> [PROVIDED DATA]
■ ■ ■ ■ ■ ■ ■

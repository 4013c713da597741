use super::value::Value;
use bytes::{BufMut, BytesMut};

/// Encodes a value in canonical form.
///
/// Dictionary keys come out sorted by raw bytes because [`Value::Dict`] is a
/// `BTreeMap` keyed by [`bytes::Bytes`], so insertion order never leaks into
/// the encoding.
pub fn encode(value: &Value) -> Vec<u8> {
    let mut buf = BytesMut::new();
    put_value(&mut buf, value);
    buf.to_vec()
}

fn put_value(buf: &mut BytesMut, value: &Value) {
    match value {
        Value::Integer(i) => {
            buf.put_u8(b'i');
            buf.put_slice(i.to_string().as_bytes());
            buf.put_u8(b'e');
        }
        Value::Bytes(b) => put_bytes(buf, b),
        Value::List(items) => {
            buf.put_u8(b'l');
            for item in items {
                put_value(buf, item);
            }
            buf.put_u8(b'e');
        }
        Value::Dict(dict) => {
            buf.put_u8(b'd');
            for (key, val) in dict {
                put_bytes(buf, key);
                put_value(buf, val);
            }
            buf.put_u8(b'e');
        }
    }
}

fn put_bytes(buf: &mut BytesMut, bytes: &[u8]) {
    buf.put_slice(bytes.len().to_string().as_bytes());
    buf.put_u8(b':');
    buf.put_slice(bytes);
}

■ ■ ■ ■ ■ ■ ■

> [YOUR OBJECTIVE] Beginning at the top of the entries above, output each line exactly, and end with the line in which "fn put_bytes(buf: &mut" appears.

> [WORKED SOLUTION]
repository 4013c713da597741
use super::value::Value;
use bytes::{BufMut, BytesMut};

/// Encodes a value in canonical form.
///
/// Dictionary keys come out sorted by raw bytes because [`Value::Dict`] is a
/// `BTreeMap` keyed by [`bytes::Bytes`], so insertion order never leaks into
/// the encoding.
pub fn encode(value: &Value) -> Vec<u8> {
    let mut buf = BytesMut::new();
    put_value(&mut buf, value);
    buf.to_vec()
}

fn put_value(buf: &mut BytesMut, value: &Value) {
    match value {
        Value::Integer(i) => {
            buf.put_u8(b'i');
            buf.put_slice(i.to_string().as_bytes());
            buf.put_u8(b'e');
        }
        Value::Bytes(b) => put_bytes(buf, b),
        Value::List(items) => {
            buf.put_u8(b'l');
            for item in items {
                put_value(buf, item);
            }
            buf.put_u8(b'e');
        }
        Value::Dict(dict) => {
            buf.put_u8(b'd');
            for (key, val) in dict {
                put_bytes(buf, key);
                put_value(buf, val);
            }
            buf.put_u8(b'e');
        }
    }
}

fn put_bytes(buf: &mut BytesMut, bytes: &[u8]) {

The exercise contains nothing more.